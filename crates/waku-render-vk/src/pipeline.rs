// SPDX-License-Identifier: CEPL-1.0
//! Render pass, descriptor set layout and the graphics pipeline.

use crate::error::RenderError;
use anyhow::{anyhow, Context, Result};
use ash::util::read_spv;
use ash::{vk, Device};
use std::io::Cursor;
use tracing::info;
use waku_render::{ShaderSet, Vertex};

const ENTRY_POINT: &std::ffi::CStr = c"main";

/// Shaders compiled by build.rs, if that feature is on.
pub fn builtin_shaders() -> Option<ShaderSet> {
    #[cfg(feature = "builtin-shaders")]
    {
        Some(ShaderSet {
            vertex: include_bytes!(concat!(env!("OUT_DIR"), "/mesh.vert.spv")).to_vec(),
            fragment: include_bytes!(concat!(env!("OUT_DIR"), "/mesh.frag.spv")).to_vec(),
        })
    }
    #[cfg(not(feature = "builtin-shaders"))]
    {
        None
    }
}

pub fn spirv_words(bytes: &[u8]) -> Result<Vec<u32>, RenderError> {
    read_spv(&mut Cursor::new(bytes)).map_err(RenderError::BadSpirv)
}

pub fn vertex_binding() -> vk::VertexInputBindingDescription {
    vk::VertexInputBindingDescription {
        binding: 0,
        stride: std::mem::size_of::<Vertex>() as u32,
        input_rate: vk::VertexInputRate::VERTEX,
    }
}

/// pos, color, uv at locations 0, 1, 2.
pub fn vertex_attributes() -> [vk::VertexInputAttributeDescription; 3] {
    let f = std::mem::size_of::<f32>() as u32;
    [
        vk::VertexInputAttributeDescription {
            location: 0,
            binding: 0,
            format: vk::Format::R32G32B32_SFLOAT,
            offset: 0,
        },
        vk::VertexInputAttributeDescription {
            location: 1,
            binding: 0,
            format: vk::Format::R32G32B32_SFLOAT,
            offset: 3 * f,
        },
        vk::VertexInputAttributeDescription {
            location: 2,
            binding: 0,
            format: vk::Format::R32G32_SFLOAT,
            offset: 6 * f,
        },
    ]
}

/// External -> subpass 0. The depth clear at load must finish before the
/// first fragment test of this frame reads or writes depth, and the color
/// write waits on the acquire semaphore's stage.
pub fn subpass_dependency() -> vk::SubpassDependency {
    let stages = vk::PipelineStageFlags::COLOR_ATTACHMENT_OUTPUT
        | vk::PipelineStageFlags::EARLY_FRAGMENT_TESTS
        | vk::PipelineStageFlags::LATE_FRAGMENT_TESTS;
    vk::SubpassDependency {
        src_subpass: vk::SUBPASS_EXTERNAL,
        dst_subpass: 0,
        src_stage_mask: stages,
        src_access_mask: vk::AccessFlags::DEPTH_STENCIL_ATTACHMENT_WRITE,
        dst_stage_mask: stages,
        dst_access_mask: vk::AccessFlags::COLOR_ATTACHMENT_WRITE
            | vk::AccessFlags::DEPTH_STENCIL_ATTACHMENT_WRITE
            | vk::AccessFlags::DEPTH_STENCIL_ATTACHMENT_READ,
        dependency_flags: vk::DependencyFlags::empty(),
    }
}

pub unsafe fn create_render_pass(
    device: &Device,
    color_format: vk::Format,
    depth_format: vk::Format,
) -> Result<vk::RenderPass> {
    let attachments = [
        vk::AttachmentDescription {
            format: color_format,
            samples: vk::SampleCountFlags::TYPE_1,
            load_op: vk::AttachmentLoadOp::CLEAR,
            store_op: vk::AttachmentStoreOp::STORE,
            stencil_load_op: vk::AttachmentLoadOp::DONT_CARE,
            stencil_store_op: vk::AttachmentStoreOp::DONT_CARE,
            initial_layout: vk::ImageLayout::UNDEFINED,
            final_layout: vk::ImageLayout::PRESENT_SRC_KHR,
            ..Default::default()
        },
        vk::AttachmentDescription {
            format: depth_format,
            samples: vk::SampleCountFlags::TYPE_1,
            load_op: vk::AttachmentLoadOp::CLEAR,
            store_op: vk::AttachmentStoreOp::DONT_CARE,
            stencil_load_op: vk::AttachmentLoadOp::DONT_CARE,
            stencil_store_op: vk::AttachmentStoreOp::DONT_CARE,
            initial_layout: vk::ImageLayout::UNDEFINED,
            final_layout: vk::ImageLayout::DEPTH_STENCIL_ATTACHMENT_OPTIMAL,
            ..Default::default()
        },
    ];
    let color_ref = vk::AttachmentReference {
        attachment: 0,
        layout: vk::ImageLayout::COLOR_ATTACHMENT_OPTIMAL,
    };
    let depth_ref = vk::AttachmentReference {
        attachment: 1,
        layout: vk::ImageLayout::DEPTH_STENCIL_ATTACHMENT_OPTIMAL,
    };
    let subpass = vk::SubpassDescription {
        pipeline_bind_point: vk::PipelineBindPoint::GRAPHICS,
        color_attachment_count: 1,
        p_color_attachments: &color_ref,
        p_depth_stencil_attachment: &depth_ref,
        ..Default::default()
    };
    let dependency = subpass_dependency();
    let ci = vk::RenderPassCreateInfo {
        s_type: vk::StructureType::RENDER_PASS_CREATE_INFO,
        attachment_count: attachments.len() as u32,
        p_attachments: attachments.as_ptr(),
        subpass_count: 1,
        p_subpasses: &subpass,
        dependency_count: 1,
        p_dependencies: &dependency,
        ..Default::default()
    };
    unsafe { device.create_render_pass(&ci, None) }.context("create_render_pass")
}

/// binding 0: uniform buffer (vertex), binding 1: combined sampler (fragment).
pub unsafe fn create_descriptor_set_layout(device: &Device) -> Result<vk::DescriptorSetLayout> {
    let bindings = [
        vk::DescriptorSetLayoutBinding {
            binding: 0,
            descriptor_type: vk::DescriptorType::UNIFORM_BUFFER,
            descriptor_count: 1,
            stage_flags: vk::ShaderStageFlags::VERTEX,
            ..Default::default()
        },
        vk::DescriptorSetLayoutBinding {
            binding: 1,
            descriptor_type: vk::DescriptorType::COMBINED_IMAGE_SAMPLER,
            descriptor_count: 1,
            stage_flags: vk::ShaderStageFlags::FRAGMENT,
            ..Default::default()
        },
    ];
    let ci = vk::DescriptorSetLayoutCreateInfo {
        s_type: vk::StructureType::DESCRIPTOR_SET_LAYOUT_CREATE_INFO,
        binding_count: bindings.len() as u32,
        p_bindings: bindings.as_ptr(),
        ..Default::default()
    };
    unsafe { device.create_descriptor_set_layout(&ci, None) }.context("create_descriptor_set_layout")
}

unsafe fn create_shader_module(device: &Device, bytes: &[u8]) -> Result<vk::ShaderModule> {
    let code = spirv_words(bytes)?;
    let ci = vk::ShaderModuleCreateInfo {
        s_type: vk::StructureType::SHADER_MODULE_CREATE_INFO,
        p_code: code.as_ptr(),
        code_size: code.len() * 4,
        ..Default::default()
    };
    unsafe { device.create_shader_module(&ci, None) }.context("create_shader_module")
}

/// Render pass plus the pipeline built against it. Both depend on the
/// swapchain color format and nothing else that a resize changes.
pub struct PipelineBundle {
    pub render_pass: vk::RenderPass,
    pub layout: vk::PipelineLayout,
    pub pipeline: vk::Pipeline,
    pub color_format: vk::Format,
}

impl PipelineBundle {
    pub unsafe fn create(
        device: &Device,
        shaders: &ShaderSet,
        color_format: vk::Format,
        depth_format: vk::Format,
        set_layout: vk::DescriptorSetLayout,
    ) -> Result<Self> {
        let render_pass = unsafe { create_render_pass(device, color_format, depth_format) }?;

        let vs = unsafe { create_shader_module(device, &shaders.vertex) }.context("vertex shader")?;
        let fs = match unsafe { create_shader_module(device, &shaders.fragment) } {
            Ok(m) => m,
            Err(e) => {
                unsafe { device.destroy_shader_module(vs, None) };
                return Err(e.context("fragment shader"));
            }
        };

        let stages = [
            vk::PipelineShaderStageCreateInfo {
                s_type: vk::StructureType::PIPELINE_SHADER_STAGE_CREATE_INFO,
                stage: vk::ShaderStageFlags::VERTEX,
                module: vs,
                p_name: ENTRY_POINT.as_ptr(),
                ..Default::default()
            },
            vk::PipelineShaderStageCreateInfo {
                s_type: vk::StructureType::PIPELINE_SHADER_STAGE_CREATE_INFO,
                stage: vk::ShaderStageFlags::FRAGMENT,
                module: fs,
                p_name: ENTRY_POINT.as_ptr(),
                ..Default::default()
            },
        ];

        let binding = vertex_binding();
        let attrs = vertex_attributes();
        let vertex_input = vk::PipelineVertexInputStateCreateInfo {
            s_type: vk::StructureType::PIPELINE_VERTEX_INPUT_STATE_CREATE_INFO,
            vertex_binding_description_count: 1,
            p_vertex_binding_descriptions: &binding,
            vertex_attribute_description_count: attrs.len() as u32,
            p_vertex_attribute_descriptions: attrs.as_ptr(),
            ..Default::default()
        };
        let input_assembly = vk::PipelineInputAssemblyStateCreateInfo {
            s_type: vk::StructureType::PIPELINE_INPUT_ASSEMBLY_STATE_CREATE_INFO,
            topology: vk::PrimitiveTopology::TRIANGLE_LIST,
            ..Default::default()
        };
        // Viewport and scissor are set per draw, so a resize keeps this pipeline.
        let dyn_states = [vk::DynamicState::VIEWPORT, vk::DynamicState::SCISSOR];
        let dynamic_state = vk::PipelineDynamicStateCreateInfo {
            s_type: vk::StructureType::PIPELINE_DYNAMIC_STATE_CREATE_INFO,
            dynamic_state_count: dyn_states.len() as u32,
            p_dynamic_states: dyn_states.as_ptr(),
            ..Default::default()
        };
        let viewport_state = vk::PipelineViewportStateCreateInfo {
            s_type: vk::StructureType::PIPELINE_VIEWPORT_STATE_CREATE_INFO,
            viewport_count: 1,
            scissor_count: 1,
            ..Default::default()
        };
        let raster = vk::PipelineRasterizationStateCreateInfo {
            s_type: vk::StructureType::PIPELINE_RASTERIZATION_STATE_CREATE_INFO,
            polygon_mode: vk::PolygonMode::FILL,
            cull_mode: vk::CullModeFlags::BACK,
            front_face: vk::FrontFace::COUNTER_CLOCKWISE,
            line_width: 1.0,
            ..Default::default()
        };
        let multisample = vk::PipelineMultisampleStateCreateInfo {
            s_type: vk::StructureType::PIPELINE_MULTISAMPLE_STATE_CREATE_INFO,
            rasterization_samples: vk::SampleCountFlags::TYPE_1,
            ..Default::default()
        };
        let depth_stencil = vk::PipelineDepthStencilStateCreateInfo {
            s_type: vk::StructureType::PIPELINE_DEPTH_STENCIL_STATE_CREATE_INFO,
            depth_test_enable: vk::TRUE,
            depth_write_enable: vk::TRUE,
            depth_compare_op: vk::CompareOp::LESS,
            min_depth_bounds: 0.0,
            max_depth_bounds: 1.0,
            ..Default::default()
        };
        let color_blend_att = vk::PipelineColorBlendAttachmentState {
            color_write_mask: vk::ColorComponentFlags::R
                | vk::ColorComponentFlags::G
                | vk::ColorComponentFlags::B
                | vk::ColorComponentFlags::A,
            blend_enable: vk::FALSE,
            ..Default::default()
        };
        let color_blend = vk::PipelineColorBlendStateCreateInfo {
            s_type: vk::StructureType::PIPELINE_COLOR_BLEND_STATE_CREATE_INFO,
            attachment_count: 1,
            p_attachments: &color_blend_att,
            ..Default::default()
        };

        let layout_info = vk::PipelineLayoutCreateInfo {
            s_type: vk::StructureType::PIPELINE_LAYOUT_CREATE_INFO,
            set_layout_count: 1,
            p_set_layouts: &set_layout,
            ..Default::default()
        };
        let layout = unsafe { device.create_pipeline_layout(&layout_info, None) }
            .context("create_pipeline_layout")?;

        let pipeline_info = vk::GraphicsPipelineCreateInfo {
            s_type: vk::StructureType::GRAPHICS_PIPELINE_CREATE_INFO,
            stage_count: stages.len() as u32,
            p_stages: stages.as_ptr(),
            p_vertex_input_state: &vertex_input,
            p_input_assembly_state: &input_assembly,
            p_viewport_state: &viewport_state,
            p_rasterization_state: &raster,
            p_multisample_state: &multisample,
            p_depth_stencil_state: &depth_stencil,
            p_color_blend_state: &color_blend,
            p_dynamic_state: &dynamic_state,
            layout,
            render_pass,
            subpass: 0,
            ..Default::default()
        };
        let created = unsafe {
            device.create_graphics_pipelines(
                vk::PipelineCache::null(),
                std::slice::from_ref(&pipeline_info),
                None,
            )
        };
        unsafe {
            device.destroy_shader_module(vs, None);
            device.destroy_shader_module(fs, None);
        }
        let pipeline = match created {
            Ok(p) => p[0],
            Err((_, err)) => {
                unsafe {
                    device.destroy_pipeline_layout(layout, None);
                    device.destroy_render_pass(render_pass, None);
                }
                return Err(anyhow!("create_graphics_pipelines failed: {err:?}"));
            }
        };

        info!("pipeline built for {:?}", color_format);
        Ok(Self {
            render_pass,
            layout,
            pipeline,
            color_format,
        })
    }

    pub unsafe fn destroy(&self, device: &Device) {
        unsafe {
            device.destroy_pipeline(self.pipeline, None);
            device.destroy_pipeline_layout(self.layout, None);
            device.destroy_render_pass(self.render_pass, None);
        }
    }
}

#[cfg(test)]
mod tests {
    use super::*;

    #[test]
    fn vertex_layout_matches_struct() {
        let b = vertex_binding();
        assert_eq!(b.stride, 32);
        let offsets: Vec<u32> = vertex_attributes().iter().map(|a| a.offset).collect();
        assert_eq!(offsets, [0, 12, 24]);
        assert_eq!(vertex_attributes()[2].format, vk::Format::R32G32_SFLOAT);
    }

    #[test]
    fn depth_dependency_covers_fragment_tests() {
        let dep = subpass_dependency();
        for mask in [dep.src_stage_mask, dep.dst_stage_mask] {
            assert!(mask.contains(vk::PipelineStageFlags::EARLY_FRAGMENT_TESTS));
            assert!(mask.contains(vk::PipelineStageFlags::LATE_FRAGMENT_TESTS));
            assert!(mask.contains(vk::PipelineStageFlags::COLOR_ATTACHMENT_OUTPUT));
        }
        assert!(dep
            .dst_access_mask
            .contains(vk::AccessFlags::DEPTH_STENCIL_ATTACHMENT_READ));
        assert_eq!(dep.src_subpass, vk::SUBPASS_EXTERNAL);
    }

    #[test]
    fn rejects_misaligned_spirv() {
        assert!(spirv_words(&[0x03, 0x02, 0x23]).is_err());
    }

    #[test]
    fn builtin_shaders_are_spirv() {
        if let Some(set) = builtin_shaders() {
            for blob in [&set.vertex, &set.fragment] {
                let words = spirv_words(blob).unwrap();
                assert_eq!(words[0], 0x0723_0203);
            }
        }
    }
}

● ● ● ●

Show every line in the entries where the string "that" occurs.

-- PROBLEM SOLUTION --
/// Shaders compiled by build.rs, if that feature is on.
/// swapchain color format and nothing else that a resize changes.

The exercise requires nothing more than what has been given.